Conheça o ícone do XX Capítulo Geral Ordinário ICM

 
 
 

Ao iniciar o XX Capítulo Geral Ordinário, as Irmãs do Imaculado Coração de Maria conheceram o ícone símbolo do evento, que também será usado como a marca do sexênio 2021-2016.

A arte é de autoria de Márcio Mota, de Fortaleza, no Ceará, e foi elaborada a partir do lema do Capítulo: “Saiamos às pressas, a vida clama.” Lc 1, 39.

Leia a explicação do ícone:

“Saiamos às pressas, a vida clama.” Lc 1, 39.

A frase inspirou uma imagem artística que expressa a ideia de movimento, de um caminho que se faz motivado por um chamado que o provoca. Portanto, movimento e caminho. Porém, há algo que se deve comunicar ou uma ação a ser realizada e toda comunicação é gestada no interior; é um impulso do interior que leva a agir, do contrário todo agir é apenas superficial e sem força comunicadora.

No centro está a Trindade. No mais íntimo, na razão de tudo. Está na origem e no fim de tudo. “Nele nos movemos, existimos e somos”. Deus em seu amor não é fechado em si mesmo. Uno e Trino, ele se comunica ao se relacionar.

Do centro partem raios ou caminhos e giram movimentando-se em torno do centro, sobre os quais se desenham cenas que comunicam a realidade do centro. Movimento de concentração, mas também de expansão.

A fé na Trindade não é apenas adesão a uma doutrina, mas uma vivência desta crença com implicações concretas na própria vida. As cenas evangélicas apresentadas em torno da Trindade simbolizam a comunicação do que é recebido mesma Trindade.

Escolhi cenas do Evangelho associadas a um caminho, para melhor expressar o LEMA do encontro. Sobretudo na cena da Visitação de Maria a Isabel se diz que “ela saiu apressadamente”. As outras cenas são o caminho de Emaús e a parábola do Bom Samaritano. A árvore simboliza a árvore da Vida que faz paralelo com a árvore da Cruz, junto à qual está a Mãe de Deus intercedendo pela Humanidade, da qual é mãe.

A representação da Trindade como 3 anjos já é tradicional na iconografia e é inspirada na visita de 3 mensageiros a Abraão. Eles portam um bastão do mesmo modo que os discípulos de Emaús porque, segundo o relato bíblico, são caminhantes. Tanto com relação aos personagens da Trindade quanto à cena de Emaús, nenhum personagem é identificável a fim de que nos orientemos a uma compreensão mais abrangente da cena, para além da descrição histórica. Inclusive, os dois discípulos de Emaús não conheceram a identidade do companheiro até que o reconheceram no “partir do pão”, quando ele já não era mais visível aos seus olhos.

Em Maria apresenta-se seu Coração como símbolo de seu amor e de sua totalidade orientada para Deus.
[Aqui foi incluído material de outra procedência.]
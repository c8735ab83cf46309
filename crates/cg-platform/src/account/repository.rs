//! Account Store
//!
//! Persistence seam for account records. The write path matters here: the
//! insert must be uniqueness-enforcing so that a lost creation race surfaces
//! as `AlreadyExists` instead of silently overwriting the winner's
//! credential.

use async_trait::async_trait;
use mongodb::{Collection, Database, bson::doc};

use crate::account::entity::Account;
use crate::shared::error::{PlatformError, Result};

/// Outcome of a uniqueness-enforcing insert
#[derive(Debug, Clone, Copy, PartialEq, Eq)]
pub enum CreateOutcome {
    /// The record was inserted by this caller
    Created,
    /// A record for this principal already exists; nothing was written
    AlreadyExists,
}

/// Persistence operations for account records
#[async_trait]
pub trait AccountStore: Send + Sync {
    async fn find_by_principal(&self, principal_id: &str) -> Result<Option<Account>>;

    /// Insert a new account record. Never overwrites: a concurrent winner
    /// for the same principal is reported as `AlreadyExists`.
    async fn create(&self, account: &Account) -> Result<CreateOutcome>;

    /// Replace the stored credential (rotation).
    async fn update_api_key(&self, principal_id: &str, api_key: &str) -> Result<()>;
}

/// MongoDB-backed account store
pub struct MongoAccountStore {
    collection: Collection<Account>,
}

impl MongoAccountStore {
    pub fn new(db: &Database) -> Self {
        Self {
            collection: db.collection("accounts"),
        }
    }
}

#[async_trait]
impl AccountStore for MongoAccountStore {
    async fn find_by_principal(&self, principal_id: &str) -> Result<Option<Account>> {
        Ok(self.collection.find_one(doc! { "_id": principal_id }).await?)
    }

    async fn create(&self, account: &Account) -> Result<CreateOutcome> {
        match self.collection.insert_one(account).await {
            Ok(_) => Ok(CreateOutcome::Created),
            // The _id index rejects a second insert for the same principal
            Err(e) if is_duplicate_key_error(&e) => Ok(CreateOutcome::AlreadyExists),
            Err(e) => Err(e.into()),
        }
    }

    async fn update_api_key(&self, principal_id: &str, api_key: &str) -> Result<()> {
        let result = self.collection
            .update_one(
                doc! { "_id": principal_id },
                doc! { "$set": { "apiKey": api_key } },
            )
            .await?;

        if result.matched_count == 0 {
            return Err(PlatformError::not_found("Account", principal_id));
        }
        Ok(())
    }
}

/// True if the error is a MongoDB duplicate-key write error (code 11000)
pub(crate) fn is_duplicate_key_error(err: &mongodb::error::Error) -> bool {
    use mongodb::error::{ErrorKind, WriteFailure};
    matches!(
        *err.kind,
        ErrorKind::Write(WriteFailure::WriteError(ref write_error)) if write_error.code == 11000
    )
}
Seu coração é o lugar da unidade e força motora de seu agir. “Ela guardava todas as coisas no coração”. Ele é como um reflexo do amor de Deus. Há um destaque de cor vermelha que realça o coração da Mãe de Deus e que o associa à taça na mesa do centro e também à taça que o bom samaritano oferece ao caminhante ferido. Oferta, amor, sacrifício.

Eis o que me orientou na composição do quadro.